### Problem details
In the records below, count every line containing "Employe". Reply with the number only.

[Data items]

────────────────────

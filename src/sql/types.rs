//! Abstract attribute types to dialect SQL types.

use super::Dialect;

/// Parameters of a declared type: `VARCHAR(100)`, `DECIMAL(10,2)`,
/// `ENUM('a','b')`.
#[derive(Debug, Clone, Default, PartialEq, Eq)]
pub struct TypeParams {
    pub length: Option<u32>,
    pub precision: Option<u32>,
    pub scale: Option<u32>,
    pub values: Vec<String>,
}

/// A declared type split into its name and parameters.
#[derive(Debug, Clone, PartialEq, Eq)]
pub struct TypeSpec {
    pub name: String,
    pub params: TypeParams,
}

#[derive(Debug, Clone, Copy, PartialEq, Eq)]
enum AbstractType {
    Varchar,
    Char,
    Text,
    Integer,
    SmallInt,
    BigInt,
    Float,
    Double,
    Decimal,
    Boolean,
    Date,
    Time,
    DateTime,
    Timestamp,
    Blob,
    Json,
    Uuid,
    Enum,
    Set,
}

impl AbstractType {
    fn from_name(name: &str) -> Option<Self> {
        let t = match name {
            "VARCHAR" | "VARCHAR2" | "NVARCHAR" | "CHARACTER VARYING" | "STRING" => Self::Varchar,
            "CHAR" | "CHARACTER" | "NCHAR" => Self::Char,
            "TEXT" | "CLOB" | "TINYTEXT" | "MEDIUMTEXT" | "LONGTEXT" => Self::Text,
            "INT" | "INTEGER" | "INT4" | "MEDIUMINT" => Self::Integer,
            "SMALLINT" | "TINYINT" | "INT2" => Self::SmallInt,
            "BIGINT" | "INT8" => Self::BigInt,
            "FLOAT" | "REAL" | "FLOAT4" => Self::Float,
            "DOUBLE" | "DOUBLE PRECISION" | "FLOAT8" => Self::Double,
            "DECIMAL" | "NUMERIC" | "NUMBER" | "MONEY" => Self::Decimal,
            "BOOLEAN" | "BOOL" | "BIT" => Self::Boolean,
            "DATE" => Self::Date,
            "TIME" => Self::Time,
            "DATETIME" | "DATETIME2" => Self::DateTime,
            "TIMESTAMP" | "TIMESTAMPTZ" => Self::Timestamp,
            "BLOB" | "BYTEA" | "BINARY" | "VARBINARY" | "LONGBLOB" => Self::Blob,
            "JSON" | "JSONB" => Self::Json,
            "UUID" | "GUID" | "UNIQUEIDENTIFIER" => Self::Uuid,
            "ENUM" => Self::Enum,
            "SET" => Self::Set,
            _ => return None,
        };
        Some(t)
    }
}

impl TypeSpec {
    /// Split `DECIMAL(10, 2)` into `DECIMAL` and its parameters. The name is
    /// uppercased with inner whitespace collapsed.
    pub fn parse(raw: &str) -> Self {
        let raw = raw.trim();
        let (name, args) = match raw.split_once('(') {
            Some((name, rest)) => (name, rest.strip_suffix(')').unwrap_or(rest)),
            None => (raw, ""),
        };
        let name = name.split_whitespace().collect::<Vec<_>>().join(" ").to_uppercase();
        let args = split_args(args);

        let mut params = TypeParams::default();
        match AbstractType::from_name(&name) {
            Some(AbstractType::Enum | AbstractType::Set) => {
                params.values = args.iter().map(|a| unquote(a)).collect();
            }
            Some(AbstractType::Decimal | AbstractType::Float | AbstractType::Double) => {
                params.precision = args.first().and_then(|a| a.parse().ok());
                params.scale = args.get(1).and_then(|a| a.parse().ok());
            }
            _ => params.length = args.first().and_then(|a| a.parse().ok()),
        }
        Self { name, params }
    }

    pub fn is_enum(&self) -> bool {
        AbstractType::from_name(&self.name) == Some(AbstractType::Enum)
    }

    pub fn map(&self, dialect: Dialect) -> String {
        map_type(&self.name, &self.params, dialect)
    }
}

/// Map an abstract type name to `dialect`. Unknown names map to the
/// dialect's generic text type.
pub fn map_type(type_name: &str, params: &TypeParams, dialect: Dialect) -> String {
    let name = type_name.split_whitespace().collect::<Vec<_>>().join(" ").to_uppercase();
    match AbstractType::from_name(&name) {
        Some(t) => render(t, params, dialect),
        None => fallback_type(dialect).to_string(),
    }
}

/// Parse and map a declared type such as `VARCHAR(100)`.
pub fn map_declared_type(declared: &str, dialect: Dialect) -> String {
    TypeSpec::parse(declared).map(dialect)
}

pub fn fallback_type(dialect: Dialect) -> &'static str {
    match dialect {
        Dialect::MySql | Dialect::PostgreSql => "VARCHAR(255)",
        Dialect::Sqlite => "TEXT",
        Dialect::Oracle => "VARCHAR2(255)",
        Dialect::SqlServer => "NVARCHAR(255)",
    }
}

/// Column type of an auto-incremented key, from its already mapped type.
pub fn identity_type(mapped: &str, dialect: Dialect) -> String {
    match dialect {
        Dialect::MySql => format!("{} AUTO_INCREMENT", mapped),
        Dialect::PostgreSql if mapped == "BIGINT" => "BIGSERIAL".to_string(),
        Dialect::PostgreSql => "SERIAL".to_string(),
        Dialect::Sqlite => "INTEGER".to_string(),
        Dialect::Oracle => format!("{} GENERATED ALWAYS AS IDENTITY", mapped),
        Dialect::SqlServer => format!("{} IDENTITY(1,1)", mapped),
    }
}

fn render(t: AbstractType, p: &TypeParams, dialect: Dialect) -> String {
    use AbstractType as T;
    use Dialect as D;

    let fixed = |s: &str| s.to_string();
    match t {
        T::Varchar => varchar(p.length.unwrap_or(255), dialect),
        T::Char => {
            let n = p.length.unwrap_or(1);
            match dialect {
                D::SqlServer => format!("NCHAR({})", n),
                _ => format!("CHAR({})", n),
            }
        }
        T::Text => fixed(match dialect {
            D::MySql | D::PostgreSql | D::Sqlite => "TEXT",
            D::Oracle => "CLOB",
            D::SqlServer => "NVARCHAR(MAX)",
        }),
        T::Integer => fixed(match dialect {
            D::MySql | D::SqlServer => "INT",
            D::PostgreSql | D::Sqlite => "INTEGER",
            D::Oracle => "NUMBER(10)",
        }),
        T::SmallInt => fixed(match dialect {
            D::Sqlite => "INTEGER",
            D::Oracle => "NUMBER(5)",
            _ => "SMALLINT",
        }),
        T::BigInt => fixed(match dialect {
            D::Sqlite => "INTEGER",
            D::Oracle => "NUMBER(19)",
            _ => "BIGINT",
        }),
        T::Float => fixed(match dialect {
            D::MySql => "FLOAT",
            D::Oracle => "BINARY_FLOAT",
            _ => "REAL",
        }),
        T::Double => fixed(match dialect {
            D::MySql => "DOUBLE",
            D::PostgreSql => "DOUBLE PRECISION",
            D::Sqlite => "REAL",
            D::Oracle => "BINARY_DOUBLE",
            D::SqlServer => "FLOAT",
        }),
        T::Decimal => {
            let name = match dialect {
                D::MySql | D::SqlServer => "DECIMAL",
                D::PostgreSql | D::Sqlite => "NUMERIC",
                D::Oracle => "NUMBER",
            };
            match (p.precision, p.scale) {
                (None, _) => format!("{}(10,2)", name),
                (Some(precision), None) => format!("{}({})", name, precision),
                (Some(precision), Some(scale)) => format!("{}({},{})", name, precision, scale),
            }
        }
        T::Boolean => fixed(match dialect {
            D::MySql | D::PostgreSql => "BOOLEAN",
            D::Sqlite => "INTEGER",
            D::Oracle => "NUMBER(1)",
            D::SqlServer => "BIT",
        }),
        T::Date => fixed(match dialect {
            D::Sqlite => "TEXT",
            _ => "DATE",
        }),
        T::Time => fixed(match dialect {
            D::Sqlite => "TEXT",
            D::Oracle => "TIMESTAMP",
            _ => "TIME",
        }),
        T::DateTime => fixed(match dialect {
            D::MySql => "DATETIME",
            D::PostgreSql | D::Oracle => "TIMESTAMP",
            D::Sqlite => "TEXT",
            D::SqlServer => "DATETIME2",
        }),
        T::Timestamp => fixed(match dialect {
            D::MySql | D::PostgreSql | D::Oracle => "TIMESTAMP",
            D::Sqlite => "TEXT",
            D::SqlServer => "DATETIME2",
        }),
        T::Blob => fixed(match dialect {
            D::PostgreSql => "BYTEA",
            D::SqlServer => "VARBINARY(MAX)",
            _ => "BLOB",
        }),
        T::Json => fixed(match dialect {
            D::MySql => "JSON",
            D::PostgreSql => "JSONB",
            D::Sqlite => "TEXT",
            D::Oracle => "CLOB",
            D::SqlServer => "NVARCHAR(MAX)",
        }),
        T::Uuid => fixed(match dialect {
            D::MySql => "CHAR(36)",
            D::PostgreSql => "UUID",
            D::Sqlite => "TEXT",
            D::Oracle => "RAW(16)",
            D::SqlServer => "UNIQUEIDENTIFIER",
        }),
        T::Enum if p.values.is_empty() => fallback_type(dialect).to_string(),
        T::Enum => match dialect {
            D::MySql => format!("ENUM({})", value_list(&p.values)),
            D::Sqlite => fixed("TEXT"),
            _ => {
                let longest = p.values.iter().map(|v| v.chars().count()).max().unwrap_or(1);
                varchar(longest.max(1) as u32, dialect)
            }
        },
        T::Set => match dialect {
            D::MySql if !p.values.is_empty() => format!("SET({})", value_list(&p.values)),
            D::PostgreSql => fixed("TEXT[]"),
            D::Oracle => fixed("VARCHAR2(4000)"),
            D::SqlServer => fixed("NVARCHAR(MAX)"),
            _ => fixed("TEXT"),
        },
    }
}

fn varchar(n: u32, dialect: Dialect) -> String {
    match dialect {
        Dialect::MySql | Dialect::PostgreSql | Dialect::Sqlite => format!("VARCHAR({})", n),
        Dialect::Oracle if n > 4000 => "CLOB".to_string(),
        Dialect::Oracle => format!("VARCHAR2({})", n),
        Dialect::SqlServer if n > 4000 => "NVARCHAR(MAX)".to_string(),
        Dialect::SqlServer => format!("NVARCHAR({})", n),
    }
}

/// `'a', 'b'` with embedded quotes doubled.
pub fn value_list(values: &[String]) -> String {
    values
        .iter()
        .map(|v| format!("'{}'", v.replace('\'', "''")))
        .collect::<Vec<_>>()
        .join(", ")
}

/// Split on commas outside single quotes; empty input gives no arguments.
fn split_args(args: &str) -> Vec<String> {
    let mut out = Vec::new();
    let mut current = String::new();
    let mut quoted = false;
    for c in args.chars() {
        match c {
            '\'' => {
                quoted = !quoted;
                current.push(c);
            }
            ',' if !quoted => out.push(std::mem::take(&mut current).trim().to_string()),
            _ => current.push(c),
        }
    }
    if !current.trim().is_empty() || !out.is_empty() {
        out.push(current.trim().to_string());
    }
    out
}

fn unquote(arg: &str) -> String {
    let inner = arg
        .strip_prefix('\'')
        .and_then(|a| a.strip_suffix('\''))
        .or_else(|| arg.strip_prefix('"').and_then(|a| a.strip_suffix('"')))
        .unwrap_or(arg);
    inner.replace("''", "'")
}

────────────────────

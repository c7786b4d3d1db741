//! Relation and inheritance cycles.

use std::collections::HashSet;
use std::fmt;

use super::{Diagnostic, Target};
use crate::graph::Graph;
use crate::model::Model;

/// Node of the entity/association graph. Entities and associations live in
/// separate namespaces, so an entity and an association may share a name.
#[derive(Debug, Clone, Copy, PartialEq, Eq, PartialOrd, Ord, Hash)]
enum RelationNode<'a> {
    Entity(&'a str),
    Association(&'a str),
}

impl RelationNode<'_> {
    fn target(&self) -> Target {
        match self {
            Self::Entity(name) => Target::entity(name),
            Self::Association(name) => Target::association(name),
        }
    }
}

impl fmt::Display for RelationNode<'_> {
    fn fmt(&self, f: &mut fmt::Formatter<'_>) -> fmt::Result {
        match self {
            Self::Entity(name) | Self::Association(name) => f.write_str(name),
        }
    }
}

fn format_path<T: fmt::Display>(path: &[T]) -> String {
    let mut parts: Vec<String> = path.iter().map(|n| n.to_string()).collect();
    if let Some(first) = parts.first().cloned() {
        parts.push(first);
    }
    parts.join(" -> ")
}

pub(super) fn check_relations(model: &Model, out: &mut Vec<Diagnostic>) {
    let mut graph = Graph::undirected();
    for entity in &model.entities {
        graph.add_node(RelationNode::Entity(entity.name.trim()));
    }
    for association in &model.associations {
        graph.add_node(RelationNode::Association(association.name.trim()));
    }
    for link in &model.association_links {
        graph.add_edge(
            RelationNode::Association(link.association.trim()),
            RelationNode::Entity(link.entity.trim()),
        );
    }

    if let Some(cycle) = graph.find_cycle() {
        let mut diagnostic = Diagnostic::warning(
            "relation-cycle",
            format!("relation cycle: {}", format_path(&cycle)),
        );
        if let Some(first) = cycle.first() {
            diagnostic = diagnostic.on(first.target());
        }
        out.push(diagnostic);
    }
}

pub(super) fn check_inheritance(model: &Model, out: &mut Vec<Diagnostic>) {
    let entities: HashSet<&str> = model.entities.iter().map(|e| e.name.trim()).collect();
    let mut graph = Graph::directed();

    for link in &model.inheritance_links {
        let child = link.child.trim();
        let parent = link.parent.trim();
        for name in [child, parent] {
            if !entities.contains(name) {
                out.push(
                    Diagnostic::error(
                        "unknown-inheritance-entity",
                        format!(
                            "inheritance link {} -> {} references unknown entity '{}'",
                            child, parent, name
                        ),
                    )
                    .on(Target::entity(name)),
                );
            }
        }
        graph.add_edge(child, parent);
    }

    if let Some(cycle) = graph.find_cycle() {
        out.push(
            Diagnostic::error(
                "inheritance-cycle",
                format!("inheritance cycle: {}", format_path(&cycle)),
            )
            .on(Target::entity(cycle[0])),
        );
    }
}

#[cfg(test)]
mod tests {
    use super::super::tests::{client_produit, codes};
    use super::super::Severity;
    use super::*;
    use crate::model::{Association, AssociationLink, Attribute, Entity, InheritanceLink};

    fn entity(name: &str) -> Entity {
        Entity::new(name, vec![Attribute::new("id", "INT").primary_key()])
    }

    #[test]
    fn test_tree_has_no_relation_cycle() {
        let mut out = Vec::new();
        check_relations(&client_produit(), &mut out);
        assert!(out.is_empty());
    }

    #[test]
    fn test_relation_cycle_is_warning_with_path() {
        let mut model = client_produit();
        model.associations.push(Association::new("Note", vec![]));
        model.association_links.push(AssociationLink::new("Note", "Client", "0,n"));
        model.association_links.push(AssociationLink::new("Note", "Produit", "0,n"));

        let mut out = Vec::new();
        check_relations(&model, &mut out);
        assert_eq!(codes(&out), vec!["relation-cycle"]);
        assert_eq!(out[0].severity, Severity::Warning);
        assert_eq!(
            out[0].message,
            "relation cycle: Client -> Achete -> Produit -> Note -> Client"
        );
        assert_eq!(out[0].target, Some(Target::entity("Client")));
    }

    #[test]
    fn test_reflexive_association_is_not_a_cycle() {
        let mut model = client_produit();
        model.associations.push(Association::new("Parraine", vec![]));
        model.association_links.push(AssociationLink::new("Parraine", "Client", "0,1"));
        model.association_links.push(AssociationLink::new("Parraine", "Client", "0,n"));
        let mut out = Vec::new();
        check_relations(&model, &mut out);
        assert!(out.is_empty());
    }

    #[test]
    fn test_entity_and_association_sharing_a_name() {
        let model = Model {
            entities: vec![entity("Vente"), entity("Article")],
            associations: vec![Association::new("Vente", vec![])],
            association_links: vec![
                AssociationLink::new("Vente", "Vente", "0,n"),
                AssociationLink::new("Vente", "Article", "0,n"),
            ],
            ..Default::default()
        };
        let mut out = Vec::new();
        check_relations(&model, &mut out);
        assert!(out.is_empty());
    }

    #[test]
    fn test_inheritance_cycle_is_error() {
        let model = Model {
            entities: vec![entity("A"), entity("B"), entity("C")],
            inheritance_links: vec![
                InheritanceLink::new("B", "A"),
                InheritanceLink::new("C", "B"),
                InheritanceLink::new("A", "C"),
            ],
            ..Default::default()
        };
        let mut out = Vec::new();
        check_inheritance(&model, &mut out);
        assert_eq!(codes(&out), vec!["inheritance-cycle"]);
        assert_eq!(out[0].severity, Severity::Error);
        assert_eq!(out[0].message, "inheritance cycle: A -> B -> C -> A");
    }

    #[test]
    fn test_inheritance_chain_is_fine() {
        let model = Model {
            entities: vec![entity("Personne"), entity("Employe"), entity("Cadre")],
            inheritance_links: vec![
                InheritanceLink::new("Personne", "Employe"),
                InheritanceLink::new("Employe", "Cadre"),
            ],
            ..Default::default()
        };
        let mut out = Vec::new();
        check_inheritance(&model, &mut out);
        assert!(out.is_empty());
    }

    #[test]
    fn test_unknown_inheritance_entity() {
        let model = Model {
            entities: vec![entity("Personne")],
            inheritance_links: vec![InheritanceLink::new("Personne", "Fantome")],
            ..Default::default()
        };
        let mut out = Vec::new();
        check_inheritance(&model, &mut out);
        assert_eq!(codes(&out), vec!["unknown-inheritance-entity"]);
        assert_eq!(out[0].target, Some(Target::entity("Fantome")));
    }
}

────────────────────

### Your solution
3